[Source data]
╭──

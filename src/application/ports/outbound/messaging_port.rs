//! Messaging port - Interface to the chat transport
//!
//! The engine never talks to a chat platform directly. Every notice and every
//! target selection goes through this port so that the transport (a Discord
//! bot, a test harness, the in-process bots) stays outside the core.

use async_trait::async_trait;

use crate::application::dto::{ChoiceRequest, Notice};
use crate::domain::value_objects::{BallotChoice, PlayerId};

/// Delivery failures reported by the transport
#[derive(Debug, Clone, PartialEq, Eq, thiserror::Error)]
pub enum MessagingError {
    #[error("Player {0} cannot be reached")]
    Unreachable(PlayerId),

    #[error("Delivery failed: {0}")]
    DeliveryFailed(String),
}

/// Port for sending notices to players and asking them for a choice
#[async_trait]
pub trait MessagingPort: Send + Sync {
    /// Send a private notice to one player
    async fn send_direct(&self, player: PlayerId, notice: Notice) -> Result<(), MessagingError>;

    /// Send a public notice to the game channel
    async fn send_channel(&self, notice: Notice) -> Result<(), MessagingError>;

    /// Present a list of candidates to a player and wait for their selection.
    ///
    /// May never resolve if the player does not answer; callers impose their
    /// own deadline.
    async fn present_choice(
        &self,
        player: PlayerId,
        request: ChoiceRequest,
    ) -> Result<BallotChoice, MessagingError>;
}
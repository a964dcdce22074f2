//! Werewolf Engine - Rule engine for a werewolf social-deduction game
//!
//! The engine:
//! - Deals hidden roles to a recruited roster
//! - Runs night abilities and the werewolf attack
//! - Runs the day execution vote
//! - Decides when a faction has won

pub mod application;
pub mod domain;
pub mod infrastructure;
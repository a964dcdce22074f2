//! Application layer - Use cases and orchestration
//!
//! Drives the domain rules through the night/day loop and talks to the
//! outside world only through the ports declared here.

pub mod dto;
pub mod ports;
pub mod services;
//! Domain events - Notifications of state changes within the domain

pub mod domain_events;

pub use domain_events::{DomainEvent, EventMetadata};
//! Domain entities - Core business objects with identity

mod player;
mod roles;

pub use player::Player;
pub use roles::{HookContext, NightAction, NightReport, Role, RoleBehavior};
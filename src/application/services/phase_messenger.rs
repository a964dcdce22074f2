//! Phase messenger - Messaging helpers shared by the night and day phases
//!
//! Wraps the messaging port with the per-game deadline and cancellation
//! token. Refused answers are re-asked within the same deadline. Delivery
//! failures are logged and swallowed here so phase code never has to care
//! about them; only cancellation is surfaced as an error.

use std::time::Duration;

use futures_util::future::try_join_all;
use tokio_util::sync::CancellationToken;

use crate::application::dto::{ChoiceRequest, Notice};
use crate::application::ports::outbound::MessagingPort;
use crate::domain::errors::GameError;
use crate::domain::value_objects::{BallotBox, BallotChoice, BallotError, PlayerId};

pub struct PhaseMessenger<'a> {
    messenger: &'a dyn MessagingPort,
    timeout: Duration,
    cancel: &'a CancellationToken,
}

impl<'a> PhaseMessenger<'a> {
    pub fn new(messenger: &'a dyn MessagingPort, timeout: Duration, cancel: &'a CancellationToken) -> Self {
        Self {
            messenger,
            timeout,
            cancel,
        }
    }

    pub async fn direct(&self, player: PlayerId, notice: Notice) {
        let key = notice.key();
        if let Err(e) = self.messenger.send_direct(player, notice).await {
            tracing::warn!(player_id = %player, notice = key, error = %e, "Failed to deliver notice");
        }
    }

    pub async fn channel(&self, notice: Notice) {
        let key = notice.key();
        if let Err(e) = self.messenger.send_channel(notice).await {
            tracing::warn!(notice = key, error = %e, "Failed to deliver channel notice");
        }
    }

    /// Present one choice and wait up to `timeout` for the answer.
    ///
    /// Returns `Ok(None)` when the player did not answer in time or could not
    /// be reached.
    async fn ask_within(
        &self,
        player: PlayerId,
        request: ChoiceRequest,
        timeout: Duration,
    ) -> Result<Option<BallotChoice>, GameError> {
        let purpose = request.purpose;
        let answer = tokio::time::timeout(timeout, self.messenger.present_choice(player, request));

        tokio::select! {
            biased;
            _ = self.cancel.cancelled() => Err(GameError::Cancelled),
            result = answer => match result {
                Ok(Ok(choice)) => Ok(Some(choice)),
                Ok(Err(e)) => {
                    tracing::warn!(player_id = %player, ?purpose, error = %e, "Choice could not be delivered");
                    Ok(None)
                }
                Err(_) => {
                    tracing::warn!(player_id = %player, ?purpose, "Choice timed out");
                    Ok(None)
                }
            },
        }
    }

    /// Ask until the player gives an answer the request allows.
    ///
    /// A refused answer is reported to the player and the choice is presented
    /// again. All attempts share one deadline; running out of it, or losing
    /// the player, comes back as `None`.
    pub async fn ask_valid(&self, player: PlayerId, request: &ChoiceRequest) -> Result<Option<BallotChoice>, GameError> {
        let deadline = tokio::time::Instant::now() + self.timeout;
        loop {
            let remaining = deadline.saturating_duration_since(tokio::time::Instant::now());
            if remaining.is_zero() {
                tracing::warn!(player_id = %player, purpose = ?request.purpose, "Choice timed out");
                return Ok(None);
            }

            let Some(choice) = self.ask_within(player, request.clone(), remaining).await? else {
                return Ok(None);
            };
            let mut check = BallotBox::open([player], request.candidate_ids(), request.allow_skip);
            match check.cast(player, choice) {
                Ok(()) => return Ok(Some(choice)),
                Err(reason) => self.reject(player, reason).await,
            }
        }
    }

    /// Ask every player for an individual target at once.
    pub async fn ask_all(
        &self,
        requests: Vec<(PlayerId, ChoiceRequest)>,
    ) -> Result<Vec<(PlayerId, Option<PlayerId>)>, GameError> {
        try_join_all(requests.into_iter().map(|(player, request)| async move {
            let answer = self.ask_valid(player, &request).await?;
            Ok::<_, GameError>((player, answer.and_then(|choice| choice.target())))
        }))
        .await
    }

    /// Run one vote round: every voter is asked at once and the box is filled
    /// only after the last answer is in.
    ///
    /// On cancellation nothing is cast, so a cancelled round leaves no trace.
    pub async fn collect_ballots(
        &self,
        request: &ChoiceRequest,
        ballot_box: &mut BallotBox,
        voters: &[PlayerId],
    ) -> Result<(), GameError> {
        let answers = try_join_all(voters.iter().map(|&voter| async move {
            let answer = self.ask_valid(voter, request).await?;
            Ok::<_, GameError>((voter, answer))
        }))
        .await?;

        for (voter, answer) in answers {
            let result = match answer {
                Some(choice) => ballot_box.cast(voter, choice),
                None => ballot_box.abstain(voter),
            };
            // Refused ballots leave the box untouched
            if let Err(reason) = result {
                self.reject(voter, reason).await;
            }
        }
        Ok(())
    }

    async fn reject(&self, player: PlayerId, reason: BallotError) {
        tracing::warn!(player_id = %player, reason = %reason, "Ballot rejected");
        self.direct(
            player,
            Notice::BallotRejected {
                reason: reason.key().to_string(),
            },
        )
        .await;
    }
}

╰──
╭──

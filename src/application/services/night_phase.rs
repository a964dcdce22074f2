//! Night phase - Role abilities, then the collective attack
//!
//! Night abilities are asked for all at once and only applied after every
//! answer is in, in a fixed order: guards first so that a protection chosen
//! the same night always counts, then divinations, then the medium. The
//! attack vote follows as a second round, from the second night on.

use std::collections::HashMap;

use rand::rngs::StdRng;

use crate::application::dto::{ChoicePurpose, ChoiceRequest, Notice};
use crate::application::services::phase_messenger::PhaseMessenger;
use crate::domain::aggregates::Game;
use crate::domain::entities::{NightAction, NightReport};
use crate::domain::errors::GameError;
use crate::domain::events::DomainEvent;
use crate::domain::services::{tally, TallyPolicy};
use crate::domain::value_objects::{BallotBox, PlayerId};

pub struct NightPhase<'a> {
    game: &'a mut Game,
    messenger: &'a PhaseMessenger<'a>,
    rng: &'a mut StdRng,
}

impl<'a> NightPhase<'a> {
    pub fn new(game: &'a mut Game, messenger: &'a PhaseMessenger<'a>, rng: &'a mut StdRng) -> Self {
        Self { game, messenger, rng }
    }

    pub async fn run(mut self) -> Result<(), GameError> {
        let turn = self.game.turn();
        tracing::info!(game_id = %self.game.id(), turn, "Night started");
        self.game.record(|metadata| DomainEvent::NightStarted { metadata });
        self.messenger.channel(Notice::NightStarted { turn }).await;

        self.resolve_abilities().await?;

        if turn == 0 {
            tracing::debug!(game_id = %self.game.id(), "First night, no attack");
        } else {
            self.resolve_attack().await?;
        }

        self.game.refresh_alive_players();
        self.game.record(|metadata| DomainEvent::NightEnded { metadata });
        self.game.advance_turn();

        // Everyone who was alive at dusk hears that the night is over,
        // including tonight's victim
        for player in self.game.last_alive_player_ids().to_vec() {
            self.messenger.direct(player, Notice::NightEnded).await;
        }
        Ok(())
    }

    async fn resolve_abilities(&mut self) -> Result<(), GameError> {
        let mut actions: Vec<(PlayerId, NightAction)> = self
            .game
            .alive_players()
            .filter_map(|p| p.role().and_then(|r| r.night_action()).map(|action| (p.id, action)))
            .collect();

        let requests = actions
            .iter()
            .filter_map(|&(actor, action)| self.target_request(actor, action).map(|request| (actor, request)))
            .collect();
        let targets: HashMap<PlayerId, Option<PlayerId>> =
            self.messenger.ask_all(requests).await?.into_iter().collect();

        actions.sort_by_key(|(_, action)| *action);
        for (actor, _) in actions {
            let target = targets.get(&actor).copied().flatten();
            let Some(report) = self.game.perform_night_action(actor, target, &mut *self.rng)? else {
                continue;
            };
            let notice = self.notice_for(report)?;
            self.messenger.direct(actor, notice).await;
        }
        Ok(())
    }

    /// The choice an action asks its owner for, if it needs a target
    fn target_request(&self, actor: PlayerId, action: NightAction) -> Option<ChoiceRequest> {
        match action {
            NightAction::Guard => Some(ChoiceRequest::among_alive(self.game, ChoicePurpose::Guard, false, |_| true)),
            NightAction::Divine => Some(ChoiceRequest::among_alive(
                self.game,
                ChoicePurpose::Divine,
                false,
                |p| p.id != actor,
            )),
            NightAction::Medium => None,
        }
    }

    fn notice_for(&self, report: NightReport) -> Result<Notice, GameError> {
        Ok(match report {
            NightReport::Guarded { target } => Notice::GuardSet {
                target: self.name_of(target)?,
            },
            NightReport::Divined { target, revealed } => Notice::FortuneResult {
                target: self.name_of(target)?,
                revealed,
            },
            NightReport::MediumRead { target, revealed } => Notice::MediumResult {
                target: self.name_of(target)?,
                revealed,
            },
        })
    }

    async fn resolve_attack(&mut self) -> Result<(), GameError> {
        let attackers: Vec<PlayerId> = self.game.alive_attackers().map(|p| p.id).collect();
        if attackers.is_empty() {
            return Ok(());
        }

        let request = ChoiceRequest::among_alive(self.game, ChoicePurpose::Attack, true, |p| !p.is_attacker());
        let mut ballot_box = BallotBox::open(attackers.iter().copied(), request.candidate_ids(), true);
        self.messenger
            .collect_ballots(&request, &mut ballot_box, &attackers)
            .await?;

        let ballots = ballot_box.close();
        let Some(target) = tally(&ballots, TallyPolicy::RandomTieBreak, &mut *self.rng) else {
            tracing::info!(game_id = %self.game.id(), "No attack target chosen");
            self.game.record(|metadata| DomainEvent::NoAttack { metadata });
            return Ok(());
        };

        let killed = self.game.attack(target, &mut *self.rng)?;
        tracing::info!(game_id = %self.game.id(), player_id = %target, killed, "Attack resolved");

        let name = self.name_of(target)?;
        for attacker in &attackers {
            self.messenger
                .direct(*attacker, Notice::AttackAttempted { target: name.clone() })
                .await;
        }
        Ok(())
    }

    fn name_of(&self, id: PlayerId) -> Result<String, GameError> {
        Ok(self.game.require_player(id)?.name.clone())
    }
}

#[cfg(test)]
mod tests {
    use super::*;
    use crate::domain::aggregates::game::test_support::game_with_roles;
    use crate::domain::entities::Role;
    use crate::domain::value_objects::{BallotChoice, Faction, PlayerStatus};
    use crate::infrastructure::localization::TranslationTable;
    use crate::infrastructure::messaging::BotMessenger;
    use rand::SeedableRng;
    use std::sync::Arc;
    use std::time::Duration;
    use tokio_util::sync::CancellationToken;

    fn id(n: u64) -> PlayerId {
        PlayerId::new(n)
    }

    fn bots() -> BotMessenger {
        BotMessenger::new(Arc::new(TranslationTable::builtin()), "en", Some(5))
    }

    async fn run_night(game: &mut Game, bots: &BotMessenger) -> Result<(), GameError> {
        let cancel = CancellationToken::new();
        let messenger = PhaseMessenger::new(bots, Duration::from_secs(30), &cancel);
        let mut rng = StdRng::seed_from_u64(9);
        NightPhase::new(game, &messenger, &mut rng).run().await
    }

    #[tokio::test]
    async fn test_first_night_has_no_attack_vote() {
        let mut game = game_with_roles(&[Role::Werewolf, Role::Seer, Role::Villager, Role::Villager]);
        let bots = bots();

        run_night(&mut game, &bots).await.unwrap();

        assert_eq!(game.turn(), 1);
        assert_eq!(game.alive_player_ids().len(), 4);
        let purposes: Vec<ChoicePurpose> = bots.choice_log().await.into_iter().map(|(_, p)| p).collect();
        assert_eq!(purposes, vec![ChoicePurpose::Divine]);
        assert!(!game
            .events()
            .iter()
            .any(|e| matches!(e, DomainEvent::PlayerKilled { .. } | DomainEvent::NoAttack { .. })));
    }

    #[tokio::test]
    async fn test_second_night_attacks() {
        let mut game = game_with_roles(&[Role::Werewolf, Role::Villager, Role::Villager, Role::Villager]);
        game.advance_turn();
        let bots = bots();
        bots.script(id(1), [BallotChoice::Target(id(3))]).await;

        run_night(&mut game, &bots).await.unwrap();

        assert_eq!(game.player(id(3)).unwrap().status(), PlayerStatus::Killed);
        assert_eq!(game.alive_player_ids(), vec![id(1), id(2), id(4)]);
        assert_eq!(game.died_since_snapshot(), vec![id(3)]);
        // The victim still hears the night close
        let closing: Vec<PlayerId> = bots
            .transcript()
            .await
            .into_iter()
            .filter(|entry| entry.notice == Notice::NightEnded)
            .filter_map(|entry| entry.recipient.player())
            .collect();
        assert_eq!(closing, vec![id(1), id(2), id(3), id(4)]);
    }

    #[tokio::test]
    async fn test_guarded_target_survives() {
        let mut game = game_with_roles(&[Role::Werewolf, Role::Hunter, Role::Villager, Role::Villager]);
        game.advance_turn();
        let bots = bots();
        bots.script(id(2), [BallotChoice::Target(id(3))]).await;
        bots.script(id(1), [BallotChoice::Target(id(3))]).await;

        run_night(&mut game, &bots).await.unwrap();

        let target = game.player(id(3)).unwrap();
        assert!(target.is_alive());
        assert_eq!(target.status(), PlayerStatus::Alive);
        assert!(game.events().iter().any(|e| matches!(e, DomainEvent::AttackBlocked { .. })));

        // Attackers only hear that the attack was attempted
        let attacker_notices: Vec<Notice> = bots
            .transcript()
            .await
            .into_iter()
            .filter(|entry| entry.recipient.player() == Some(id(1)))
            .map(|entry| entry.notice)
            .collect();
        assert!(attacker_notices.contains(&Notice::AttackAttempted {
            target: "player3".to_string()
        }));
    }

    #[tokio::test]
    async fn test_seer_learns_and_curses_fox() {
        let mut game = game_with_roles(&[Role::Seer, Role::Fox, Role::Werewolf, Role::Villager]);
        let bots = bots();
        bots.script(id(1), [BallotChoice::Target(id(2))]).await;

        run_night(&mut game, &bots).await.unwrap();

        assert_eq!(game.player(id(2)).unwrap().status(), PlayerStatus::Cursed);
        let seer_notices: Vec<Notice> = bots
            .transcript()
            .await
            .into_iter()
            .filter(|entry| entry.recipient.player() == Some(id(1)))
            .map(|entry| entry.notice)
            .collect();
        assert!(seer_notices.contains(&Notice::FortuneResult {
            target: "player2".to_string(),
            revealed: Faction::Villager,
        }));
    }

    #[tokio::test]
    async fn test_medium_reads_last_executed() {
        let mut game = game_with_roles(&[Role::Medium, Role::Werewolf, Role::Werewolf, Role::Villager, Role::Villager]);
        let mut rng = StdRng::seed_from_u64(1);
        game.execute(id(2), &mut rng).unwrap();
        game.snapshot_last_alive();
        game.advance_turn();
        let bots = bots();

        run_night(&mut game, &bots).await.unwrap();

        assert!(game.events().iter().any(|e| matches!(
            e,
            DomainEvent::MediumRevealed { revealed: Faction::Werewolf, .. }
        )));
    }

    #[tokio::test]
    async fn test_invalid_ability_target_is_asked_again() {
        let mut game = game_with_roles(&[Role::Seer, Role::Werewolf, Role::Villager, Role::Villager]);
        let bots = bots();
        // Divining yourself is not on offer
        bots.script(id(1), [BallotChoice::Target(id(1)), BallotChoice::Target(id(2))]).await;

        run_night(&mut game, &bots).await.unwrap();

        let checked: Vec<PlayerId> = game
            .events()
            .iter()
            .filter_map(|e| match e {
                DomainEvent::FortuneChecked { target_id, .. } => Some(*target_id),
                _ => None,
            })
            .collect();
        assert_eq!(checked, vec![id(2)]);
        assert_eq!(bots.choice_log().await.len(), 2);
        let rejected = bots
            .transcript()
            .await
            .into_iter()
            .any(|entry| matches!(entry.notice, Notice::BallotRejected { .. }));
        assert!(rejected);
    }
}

╰──

Every line above that includes the word "talks" must appear in the answer.

//! The engine never talks to a chat platform directly. Every notice and every
//! Drives the domain rules through the night/day loop and talks to the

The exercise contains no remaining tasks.